BEGIN Dataset content

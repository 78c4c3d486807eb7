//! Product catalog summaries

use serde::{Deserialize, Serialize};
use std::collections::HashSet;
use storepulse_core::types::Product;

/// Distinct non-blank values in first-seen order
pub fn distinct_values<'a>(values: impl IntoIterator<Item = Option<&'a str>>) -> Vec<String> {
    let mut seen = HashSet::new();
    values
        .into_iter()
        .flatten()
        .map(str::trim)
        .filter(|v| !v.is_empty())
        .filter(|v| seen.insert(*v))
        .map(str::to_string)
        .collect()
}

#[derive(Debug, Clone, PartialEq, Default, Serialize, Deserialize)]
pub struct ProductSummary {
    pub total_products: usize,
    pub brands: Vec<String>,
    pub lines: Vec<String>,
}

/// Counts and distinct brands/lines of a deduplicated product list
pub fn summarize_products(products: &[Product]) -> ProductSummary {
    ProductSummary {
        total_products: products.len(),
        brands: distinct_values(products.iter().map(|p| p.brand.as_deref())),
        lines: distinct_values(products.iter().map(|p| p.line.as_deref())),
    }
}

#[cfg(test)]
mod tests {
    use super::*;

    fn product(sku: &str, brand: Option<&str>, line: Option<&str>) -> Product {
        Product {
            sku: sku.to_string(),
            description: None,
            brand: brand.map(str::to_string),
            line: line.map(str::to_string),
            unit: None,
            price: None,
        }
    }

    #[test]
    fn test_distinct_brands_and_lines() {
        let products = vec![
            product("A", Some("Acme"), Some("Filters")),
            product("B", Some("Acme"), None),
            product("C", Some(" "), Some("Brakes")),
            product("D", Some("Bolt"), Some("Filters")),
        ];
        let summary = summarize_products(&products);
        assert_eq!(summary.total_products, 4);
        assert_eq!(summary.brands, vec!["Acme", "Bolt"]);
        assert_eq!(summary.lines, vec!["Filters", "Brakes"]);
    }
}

END Dataset content
BEGIN Dataset content

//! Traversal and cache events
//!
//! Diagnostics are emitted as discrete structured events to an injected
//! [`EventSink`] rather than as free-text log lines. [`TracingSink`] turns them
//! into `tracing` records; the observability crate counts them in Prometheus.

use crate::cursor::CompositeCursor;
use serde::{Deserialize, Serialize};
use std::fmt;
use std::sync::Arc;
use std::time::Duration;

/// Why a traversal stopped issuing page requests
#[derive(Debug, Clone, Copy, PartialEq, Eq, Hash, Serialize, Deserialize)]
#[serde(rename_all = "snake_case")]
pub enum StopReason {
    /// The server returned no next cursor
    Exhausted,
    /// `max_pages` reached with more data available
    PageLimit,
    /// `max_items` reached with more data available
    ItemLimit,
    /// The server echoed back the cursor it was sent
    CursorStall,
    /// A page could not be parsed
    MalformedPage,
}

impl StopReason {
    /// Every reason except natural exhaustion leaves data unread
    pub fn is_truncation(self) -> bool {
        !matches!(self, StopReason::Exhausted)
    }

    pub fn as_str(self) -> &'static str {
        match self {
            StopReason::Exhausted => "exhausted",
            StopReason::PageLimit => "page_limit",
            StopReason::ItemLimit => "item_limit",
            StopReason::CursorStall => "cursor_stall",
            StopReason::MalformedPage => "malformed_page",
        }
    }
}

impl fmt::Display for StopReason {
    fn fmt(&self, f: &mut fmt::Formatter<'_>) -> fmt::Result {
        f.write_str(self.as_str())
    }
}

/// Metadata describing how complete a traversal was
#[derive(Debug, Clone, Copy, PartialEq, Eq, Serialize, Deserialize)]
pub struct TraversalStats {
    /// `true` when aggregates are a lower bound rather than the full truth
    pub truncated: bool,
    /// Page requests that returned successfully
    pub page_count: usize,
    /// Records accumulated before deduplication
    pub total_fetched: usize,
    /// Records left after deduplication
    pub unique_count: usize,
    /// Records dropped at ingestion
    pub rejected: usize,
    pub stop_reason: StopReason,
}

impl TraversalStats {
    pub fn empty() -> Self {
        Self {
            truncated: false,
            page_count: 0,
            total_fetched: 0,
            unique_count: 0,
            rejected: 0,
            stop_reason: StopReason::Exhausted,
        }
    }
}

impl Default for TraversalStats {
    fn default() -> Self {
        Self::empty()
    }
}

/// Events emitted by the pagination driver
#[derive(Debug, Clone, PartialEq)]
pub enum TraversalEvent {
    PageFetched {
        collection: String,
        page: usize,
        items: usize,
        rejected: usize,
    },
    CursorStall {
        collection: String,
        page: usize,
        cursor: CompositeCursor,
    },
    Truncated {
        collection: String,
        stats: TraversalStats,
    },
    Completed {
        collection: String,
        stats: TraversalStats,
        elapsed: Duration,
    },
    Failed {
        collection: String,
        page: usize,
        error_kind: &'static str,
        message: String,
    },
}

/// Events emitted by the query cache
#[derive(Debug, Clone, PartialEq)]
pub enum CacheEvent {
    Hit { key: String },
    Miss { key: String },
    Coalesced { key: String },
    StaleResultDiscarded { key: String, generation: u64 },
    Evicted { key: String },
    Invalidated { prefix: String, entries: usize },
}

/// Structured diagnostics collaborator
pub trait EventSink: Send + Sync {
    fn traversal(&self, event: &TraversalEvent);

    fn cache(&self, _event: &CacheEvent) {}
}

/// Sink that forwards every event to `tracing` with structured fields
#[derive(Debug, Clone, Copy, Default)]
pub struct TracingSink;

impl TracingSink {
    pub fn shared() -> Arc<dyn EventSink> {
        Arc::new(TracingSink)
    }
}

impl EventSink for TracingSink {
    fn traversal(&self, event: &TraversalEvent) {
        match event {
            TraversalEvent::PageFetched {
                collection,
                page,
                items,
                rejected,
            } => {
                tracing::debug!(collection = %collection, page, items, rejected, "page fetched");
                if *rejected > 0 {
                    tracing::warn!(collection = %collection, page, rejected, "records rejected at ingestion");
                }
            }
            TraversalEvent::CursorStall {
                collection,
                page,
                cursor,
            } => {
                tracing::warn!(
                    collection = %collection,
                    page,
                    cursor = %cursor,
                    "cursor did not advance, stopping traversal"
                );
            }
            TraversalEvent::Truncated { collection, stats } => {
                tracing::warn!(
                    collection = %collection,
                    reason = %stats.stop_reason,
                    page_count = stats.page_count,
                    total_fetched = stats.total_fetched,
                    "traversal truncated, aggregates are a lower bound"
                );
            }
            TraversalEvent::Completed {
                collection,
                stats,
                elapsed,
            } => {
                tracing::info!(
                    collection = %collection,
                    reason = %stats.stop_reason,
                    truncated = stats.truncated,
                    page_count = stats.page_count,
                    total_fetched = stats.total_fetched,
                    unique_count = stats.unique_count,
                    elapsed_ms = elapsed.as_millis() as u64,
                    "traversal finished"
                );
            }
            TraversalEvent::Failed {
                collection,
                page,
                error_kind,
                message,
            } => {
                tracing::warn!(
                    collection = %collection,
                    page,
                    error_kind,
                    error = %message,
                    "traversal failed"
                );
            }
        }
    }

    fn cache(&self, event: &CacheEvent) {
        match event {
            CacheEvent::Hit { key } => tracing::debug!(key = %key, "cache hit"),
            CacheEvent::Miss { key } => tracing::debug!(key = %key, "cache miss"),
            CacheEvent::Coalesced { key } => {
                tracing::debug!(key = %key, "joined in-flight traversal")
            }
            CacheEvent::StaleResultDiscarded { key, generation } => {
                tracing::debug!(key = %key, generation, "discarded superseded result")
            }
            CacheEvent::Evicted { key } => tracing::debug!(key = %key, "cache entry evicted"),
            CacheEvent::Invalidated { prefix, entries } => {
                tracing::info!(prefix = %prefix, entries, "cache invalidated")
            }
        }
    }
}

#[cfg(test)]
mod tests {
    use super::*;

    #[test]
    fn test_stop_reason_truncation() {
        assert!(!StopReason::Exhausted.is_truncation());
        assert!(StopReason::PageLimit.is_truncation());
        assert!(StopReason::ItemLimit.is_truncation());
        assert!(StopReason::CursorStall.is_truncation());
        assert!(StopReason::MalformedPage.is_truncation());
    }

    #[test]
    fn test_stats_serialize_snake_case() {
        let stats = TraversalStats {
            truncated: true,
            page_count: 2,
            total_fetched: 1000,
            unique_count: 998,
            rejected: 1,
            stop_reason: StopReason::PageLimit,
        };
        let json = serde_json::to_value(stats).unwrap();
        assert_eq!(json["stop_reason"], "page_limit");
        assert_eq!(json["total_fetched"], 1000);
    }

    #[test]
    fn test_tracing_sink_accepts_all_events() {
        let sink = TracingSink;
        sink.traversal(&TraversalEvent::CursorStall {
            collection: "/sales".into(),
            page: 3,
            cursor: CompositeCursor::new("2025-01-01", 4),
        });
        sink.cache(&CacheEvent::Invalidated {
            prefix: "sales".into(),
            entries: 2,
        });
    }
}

END Dataset content

**Assigned task:** Look through the entries above for the word "bound". Copy every line where it shows up.

**Task output:**
    /// `true` when aggregates are a lower bound rather than the full truth
                    "traversal truncated, aggregates are a lower bound"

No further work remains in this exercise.